Extracted records Block Start

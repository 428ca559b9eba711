//! The reactive identifier table of a component class.
//!
//! Paths are collected lexically from field initializers: a field whose
//! initializer calls a signal constructor is an identifier, and object
//! literals are searched recursively so `state = { user: signal(u) }` yields
//! `state.user`. Nothing here checks types; `signal` is recognized by name.

use std::collections::BTreeMap;

use ngl_source::Span;
use ngl_ts_parser::ast::{ClassDecl, Expr, ExprKind, ModifierKind, ModifierList, ObjectProp};

/// Constructors of writable signals.
pub const WRITABLE_CONSTRUCTORS: &[&str] = &["signal", "model", "linkedSignal"];

/// Constructors of read-only signals.
pub const READONLY_CONSTRUCTORS: &[&str] = &[
    "computed",
    "input",
    "toSignal",
    "viewChild",
    "viewChildren",
    "contentChild",
    "contentChildren",
];

/// Constructors that also come in a `name.required(...)` form.
const REQUIRED_FORMS: &[&str] = &["input", "model", "viewChild", "contentChild"];

/// Accessor producing a read-only view of a writable signal.
const READONLY_VIEW: &str = "asReadonly";

/// Mutable or read-only.
#[derive(Clone, Copy, Debug, PartialEq, Eq)]
pub enum SignalKind {
    /// Supports `set` and `update`.
    Writable,
    /// Can only be read by calling it.
    ReadOnly,
}

/// One reactive identifier.
#[derive(Clone, Debug, PartialEq, Eq)]
pub struct SignalEntry {
    /// Mutable or read-only.
    pub kind: SignalKind,
    /// The constructor as written: `signal`, `input.required`, `asReadonly`.
    pub constructor: String,
    /// Span of the initializer expression.
    pub declaration: Span,
}

/// Dotted paths reachable from `this` that hold signals.
#[derive(Clone, Debug, Default)]
pub struct SignalTable {
    entries: BTreeMap<String, SignalEntry>,
}

impl SignalTable {
    /// Builds the table from the instance fields of a class.
    ///
    /// Static fields are skipped; `#name` fields keep their `#`.
    pub fn from_class(class: &ClassDecl) -> Self {
        let mut table = Self::default();
        for prop in class.properties() {
            if prop.modifiers.has(ModifierKind::Static) {
                continue;
            }
            let (Some(name), Some(value)) = (prop.key.member_name(), &prop.value) else {
                continue;
            };
            table.collect(name.to_string(), value);
        }
        table
    }

    fn collect(&mut self, path: String, expr: &Expr) {
        if let Some((kind, constructor)) = classify_initializer(expr) {
            self.entries.insert(
                path,
                SignalEntry {
                    kind,
                    constructor,
                    declaration: expr.span,
                },
            );
            return;
        }
        let ExprKind::Object(props) = &expr.unwrap_transparent().kind else {
            return;
        };
        if is_derived_config(props) {
            return;
        }
        for prop in props {
            if let ObjectProp::KeyValue { key, value, .. } = prop {
                if let Some(name) = key.name() {
                    self.collect(format!("{path}.{name}"), value);
                }
            }
        }
    }

    /// Adds an entry directly.
    pub fn insert(&mut self, path: impl Into<String>, entry: SignalEntry) {
        self.entries.insert(path.into(), entry);
    }

    /// Looks up an exact path.
    pub fn get(&self, path: &str) -> Option<&SignalEntry> {
        self.entries.get(path)
    }

    /// Returns `true` if `path` is an identifier.
    pub fn contains(&self, path: &str) -> bool {
        self.entries.contains_key(path)
    }

    /// Number of identifiers.
    pub fn len(&self) -> usize {
        self.entries.len()
    }

    /// Returns `true` if the class declares no signals.
    pub fn is_empty(&self) -> bool {
        self.entries.is_empty()
    }

    /// All identifier paths in sorted order.
    pub fn paths(&self) -> impl Iterator<Item = &str> {
        self.entries.keys().map(String::as_str)
    }

    /// Paths of the read-only identifiers.
    pub fn readonly_paths(&self) -> impl Iterator<Item = &str> {
        self.entries
            .iter()
            .filter(|(_, e)| e.kind == SignalKind::ReadOnly)
            .map(|(p, _)| p.as_str())
    }

    /// The longest prefix of `segments` that is an identifier.
    ///
    /// Returns the number of segments matched and the entry.
    pub fn longest_match(&self, segments: &[&str]) -> Option<(usize, &SignalEntry)> {
        let mut path = String::new();
        let mut best = None;
        for (i, segment) in segments.iter().enumerate() {
            if i > 0 {
                path.push('.');
            }
            path.push_str(segment);
            if let Some(entry) = self.entries.get(&path) {
                best = Some((i + 1, entry));
            }
        }
        best
    }
}

/// Recognizes an initializer that creates a signal.
///
/// Returns the kind and the constructor as written.
pub fn classify_initializer(expr: &Expr) -> Option<(SignalKind, String)> {
    let ExprKind::Call { callee, .. } = &expr.unwrap_transparent().kind else {
        return None;
    };
    match &callee.unwrap_transparent().kind {
        ExprKind::Ident(id) => constructor_kind(&id.name).map(|k| (k, id.name.clone())),
        ExprKind::Member {
            object, property, ..
        } => {
            if property.name == READONLY_VIEW {
                return Some((SignalKind::ReadOnly, READONLY_VIEW.to_string()));
            }
            let base = object.as_ident()?;
            if property.name == "required" && REQUIRED_FORMS.contains(&base) {
                constructor_kind(base).map(|k| (k, format!("{base}.required")))
            } else {
                None
            }
        }
        _ => None,
    }
}

fn constructor_kind(name: &str) -> Option<SignalKind> {
    if WRITABLE_CONSTRUCTORS.contains(&name) {
        Some(SignalKind::Writable)
    } else if READONLY_CONSTRUCTORS.contains(&name) {
        Some(SignalKind::ReadOnly)
    } else {
        None
    }
}

/// `{ source: ..., computation: ... }` describes a derived signal; the
/// signals inside it are inputs, not declarations.
fn is_derived_config(props: &[ObjectProp]) -> bool {
    let has = |key: &str| props.iter().any(|p| p.key_name() == Some(key));
    has("source") && has("computation")
}

#[cfg(test)]
mod tests {
    use super::*;
    use ngl_diagnostics::DiagnosticSink;
    use ngl_source::FileId;
    use ngl_ts_parser::parse_source;

    fn table(body: &str) -> SignalTable {
        let src = format!("@Component({{}})\nclass A {{\n{body}\n}}\n");
        let program = parse_source(&src, FileId::from_raw(0), &DiagnosticSink::new());
        let table = SignalTable::from_class(program.classes().next().unwrap());
        table
    }

    #[test]
    fn direct_constructors() {
        let t = table(
            "count = signal(0);\n\
             double = computed(() => this.count() * 2);\n\
             name = input.required<string>();\n\
             value = model(0);\n\
             view = this.count.asReadonly();\n\
             plain = 1;\n\
             fired = output<void>();\n\
             static shared = signal(1);",
        );
        assert_eq!(t.paths().collect::<Vec<_>>(), ["count", "double", "name", "value", "view"]);
        assert_eq!(t.get("count").unwrap().kind, SignalKind::Writable);
        assert_eq!(t.get("double").unwrap().kind, SignalKind::ReadOnly);
        assert_eq!(t.get("name").unwrap().constructor, "input.required");
        assert_eq!(t.get("value").unwrap().kind, SignalKind::Writable);
        assert_eq!(t.get("view").unwrap().kind, SignalKind::ReadOnly);
        assert_eq!(t.readonly_paths().collect::<Vec<_>>(), ["double", "name", "view"]);
    }

    #[test]
    fn nested_object_literals() {
        let t = table("a = { b: signal(0), c: signal(0), d: { e: computed(() => 1) } };");
        assert!(t.contains("a.b"));
        assert!(t.contains("a.c"));
        assert!(t.contains("a.d.e"));
        assert!(!t.contains("a"));
        assert!(!t.contains("a.d"));
    }

    #[test]
    fn derived_config_is_not_a_declaration() {
        let t = table("x = { source: signal(0), computation: () => 1 };");
        assert!(t.is_empty());
    }

    #[test]
    fn private_names_keep_their_hash() {
        let t = table("#count = signal(0);\ncount = 0;");
        assert!(t.contains("#count"));
        assert!(!t.contains("count"));
        assert_eq!(t.longest_match(&["count"]), None);
        assert_eq!(t.longest_match(&["#count"]).map(|(n, _)| n), Some(1));
    }

    #[test]
    fn longest_match_prefers_deeper_paths() {
        let mut t = table("user = { first: signal({ name: '' }) };");
        assert_eq!(t.longest_match(&["user", "first", "name"]).map(|m| m.0), Some(2));
        assert_eq!(t.longest_match(&["user"]), None);
        t.insert(
            "user",
            SignalEntry {
                kind: SignalKind::Writable,
                constructor: "signal".into(),
                declaration: Span::DUMMY,
            },
        );
        assert_eq!(t.longest_match(&["user", "first"]).map(|m| m.0), Some(2));
        assert_eq!(t.longest_match(&["user", "other"]).map(|m| m.0), Some(1));
    }
}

Extracted records Block End

(Try it): From the first line of the data above through the line containing "identifier, and object", repeat each line exactly, and add nothing.

(Answer to this exercise):
repository 428ca559b9eba711
//! The reactive identifier table of a component class.
//!
//! Paths are collected lexically from field initializers: a field whose
//! initializer calls a signal constructor is an identifier, and object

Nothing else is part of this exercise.